Exercise requirements: Which lines hold the word "ValidationFailed"? Copy each of them from the material.

Records supplied:
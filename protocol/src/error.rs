use serde::{Deserialize, Serialize};

/// Closed taxonomy of tool and internal failure causes.
///
/// Carried on `ToolExecutionResult.metadata.error_reason` and used
/// internally wherever an operation needs to classify why it failed
/// without escaping as a raised exception (spec §7). Closed deliberately:
/// a new failure mode is a reviewable addition here, not a free-form
/// string a consumer has to pattern-match by substring.
#[derive(Debug, Clone, Copy, PartialEq, Eq, Serialize, Deserialize)]
#[serde(rename_all = "snake_case")]
pub enum ErrorReason {
    /// Tool parameters fail basic type checks.
    InvalidInput,
    /// JSON-schema validation of the tool's declared parameter schema failed.
    ValidationFailed,
    /// Tool name or target resource does not exist.
    NotFound,
    /// User (or policy layer) rejected the call via the approval protocol.
    Denied,
    /// A bounded operation exceeded its time budget.
    Timeout,
    /// A cancellation signal fired before the operation completed.
    Aborted,
    /// Unclassified; the accompanying message carries a human-readable cause.
    Unknown,
}

impl ErrorReason {
    /// Short human-facing label, used when synthesizing tool error text.
    pub fn as_str(&self) -> &'static str {
        match self {
            ErrorReason::InvalidInput => "invalid_input",
            ErrorReason::ValidationFailed => "validation_failed",
            ErrorReason::NotFound => "not_found",
            ErrorReason::Denied => "denied",
            ErrorReason::Timeout => "timeout",
            ErrorReason::Aborted => "aborted",
            ErrorReason::Unknown => "unknown",
        }
    }
}

impl std::fmt::Display for ErrorReason {
    fn fmt(&self, f: &mut std::fmt::Formatter<'_>) -> std::fmt::Result {
        f.write_str(self.as_str())
    }
}

#[cfg(test)]
mod tests {
    use super::*;

    #[test]
    fn round_trips_through_json() {
        for reason in [
            ErrorReason::InvalidInput,
            ErrorReason::ValidationFailed,
            ErrorReason::NotFound,
            ErrorReason::Denied,
            ErrorReason::Timeout,
            ErrorReason::Aborted,
            ErrorReason::Unknown,
        ] {
            let json = serde_json::to_string(&reason).unwrap();
            let back: ErrorReason = serde_json::from_str(&json).unwrap();
            assert_eq!(reason, back);
        }
    }

    #[test]
    fn serializes_snake_case() {
        let json = serde_json::to_string(&ErrorReason::ValidationFailed).unwrap();
        assert_eq!(json, "\"validation_failed\"");
    }
}
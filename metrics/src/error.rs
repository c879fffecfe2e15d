use thiserror::Error;

#[derive(Debug, Error)]
pub enum MetricsError {
    #[error("summarization failed: {0}")]
    Summarize(String),
}
use std::sync::Arc;

use kestrel_protocol::{AgentEvent, EventSink};

/// Rewraps a child `Orchestrator`'s event stream as the parent-facing
/// `SubAgent*` variants (spec §4.5, §6).
///
/// A sub-agent's own turn emits the same `AgentEvent` vocabulary as any
/// top-level turn — `ToolCalls`, `ToolResult`, `Done`, and so on, scoped to
/// the child's own `conversation_id`/`message_id`. None of that belongs on
/// the parent's event stream directly: the parent only ever sees that a
/// delegation started, which tools the child invoked, and how it finished.
/// This sink sits between the child `Orchestrator` and the parent's real
/// `EventSink`, translating `ToolCalls`/`ToolResult` into
/// `SubAgentToolCall`/`SubAgentToolResult` on the parent's conversation and
/// dropping everything else — the child's own `MessageStarted`,
/// `AssistantChunk`, `Done`, and the rest are internal to the delegated
/// turn and never forwarded.
pub struct SubAgentEventBridge {
    parent: Arc<dyn EventSink>,
    conversation_id: String,
    message_id: String,
    agent_id: String,
    tool_call_id: String,
}

impl SubAgentEventBridge {
    pub fn new(
        parent: Arc<dyn EventSink>,
        conversation_id: impl Into<String>,
        message_id: impl Into<String>,
        agent_id: impl Into<String>,
        tool_call_id: impl Into<String>,
    ) -> Self {
        Self {
            parent,
            conversation_id: conversation_id.into(),
            message_id: message_id.into(),
            agent_id: agent_id.into(),
            tool_call_id: tool_call_id.into(),
        }
    }
}

impl EventSink for SubAgentEventBridge {
    fn emit(&self, event: AgentEvent) {
        match event {
            AgentEvent::ToolCalls { tool_calls, .. } => {
                for call in tool_calls {
                    self.parent.emit(AgentEvent::SubAgentToolCall {
                        conversation_id: self.conversation_id.clone(),
                        message_id: self.message_id.clone(),
                        agent_id: self.agent_id.clone(),
                        tool_call_id: call.id,
                        tool_name: call.name,
                        tool_arguments: call.arguments,
                    });
                }
            }
            AgentEvent::ToolResult { result, .. } => {
                self.parent.emit(AgentEvent::SubAgentToolResult {
                    conversation_id: self.conversation_id.clone(),
                    message_id: self.message_id.clone(),
                    agent_id: self.agent_id.clone(),
                    tool_call_id: result.id,
                    tool_name: result.name,
                    duration_ms: result.duration_ms,
                    status: result.status,
                });
            }
            _ => {}
        }
    }
}
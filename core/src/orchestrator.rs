use std::collections::HashSet;
use std::sync::Arc;
use std::time::Duration;

use dashmap::DashMap;
use futures::StreamExt;
use kestrel_approval::{partition_bypassed, ApprovalDecision, ApprovalOutcome, ApprovalRouter};
use kestrel_memory::ConversationStore;
use kestrel_metrics::{ContextWindowStatus, SessionMetrics};
use kestrel_model::{CompletionParams, CompletionResult, StreamEvent, ToolCallAccumulator, ToolDefinition};
use kestrel_protocol::{
    AgentConfig, AgentEvent, ErrorReason, EventSink, Message, MessageContent, ToolExecutionResult,
    ToolMessageStatus, Usage, UserPayload,
};
use kestrel_reminders::{ContextBuilder, ReminderContext};
use kestrel_tools::ToolContext;
use tokio_util::sync::CancellationToken;
use tracing::{info, warn};

use crate::error::OrchestratorError;
use crate::options::{MessageResponse, SendOptions};
use crate::runtime::Runtime;

/// Safety cap on tool-call iterations within one turn (spec §4.2 step 6):
/// every iteration requires a fresh assistant reply, so this bounds the
/// turn loop rather than recursion depth.
const MAX_TOOL_ITERATIONS: u32 = 32;

struct LoopOutcome {
    content: MessageContent,
    usage: Option<Usage>,
}

/// Runs one conversation's turn loop to completion (spec §4.2).
///
/// Holds references, not ownership, to the shared [`Runtime`] and to a
/// [`ConversationStore`] and [`EventSink`] scoped to this orchestrator
/// instance (spec §3 "Ownership": "An Orchestrator holds references...
/// to a Memory, a ToolRegistry, a ModelBackend, and an EventSink — any
/// may be swapped at runtime"). The pending-approval table
/// (`ApprovalRouter`) and per-conversation `SessionMetrics` are owned
/// here, not shared, matching spec §5: "the pending-approval table is a
/// per-orchestrator map".
pub struct Orchestrator {
    runtime: Arc<Runtime>,
    config: AgentConfig,
    memory: Arc<ConversationStore>,
    events: Arc<dyn EventSink>,
    delegation_depth: u32,
    approvals: Arc<ApprovalRouter>,
    metrics: DashMap<String, SessionMetrics>,
}
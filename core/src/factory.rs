use std::sync::Arc;

use async_trait::async_trait;
use kestrel_memory::{ConversationStore, MemoryStore};
use kestrel_protocol::{AgentConfig, EventSink};
use kestrel_subagent::{OrchestratorFactory, SubagentError, TurnExecutor, TurnOutcome};
use tokio_util::sync::CancellationToken;

use crate::options::SendOptions;
use crate::orchestrator::Orchestrator;
use crate::runtime::Runtime;

/// Builds a fresh `Orchestrator` for each specialist-agent invocation
/// (spec §4.5), closing `kestrel-subagent`'s `OrchestratorFactory` seam
/// without `kestrel-subagent` depending on this crate (see
/// `kestrel_subagent::executor`'s doc comment for why that dependency
/// would otherwise cycle).
///
/// Sub-agents always run with `requireToolApproval=false` (spec §4.5);
/// this factory enforces that here rather than trusting every caller of
/// `SubagentTask` to remember it.
pub struct CoreOrchestratorFactory {
    runtime: Arc<Runtime>,
}

impl CoreOrchestratorFactory {
    pub fn new(runtime: Arc<Runtime>) -> Self {
        Self { runtime }
    }
}

impl OrchestratorFactory for CoreOrchestratorFactory {
    fn build(
        &self,
        mut config: AgentConfig,
        memory: Arc<dyn MemoryStore>,
        conversation_key: String,
        events: Arc<dyn EventSink>,
        delegation_depth: u32,
    ) -> Arc<dyn TurnExecutor> {
        config.require_tool_approval = false;
        let conversation_store = Arc::new(ConversationStore::new(memory));
        let orchestrator =
            Orchestrator::new(self.runtime.clone(), config, conversation_store, events, delegation_depth);
        Arc::new(SubagentTurnExecutor { orchestrator, conversation_key })
    }
}

struct SubagentTurnExecutor {
    orchestrator: Orchestrator,
    conversation_key: String,
}

#[async_trait]
impl TurnExecutor for SubagentTurnExecutor {
    async fn run_turn(&self, user_text: String, cancel: CancellationToken) -> Result<TurnOutcome, SubagentError> {
        let opts = SendOptions::new().with_conversation_id(self.conversation_key.clone()).with_signal(cancel);
        let response = self
            .orchestrator
            .send(user_text, opts)
            .await
            .map_err(|err| SubagentError::TurnFailed(err.to_string()))?;
        Ok(TurnOutcome { content: response.content.as_text(), usage: response.usage })
    }
}
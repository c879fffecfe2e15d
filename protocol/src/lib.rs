//! Shared data model and wire types for the Kestrel agent runtime.
//!
//! This crate has no runtime logic of its own: it defines the `Message`,
//! `ToolCall`, `AgentConfig`, and `AgentEvent` types every other crate in
//! the workspace builds against, plus the closed `ErrorReason` enum that
//! both tool results and internal failures map onto.

mod config;
mod error;
mod event;
mod message;
mod tool;

pub use config::AgentConfig;
pub use config::ConversationMetadata;
pub use config::ThinkingLevel;
pub use error::ErrorReason;
pub use event::AgentEvent;
pub use event::EventSink;
pub use event::SubAgentStatus;
pub use event::Usage;
pub use message::Attachment;
pub use message::ContentPart;
pub use message::Message;
pub use message::MessageContent;
pub use message::MessageRole;
pub use message::ToolMessageStatus;
pub use message::UserPayload;
pub use tool::ToolCall;
pub use tool::ToolExecutionResult;
pub use tool::ToolResultType;

/// Generates a fresh opaque id for messages, tool calls, and approvals.
///
/// Every id-bearing type in this crate is a plain `String`, not a newtype,
/// because ids cross process/transport boundaries (event stream, snapshot
/// JSON) where a bespoke wrapper buys nothing but `serde` ceremony.
pub fn new_id() -> String {
    uuid::Uuid::new_v4().to_string()
}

Response to this task:
    ValidationFailed,
            ErrorReason::ValidationFailed => "validation_failed",
            ErrorReason::ValidationFailed,
        let json = serde_json::to_string(&ErrorReason::ValidationFailed).unwrap();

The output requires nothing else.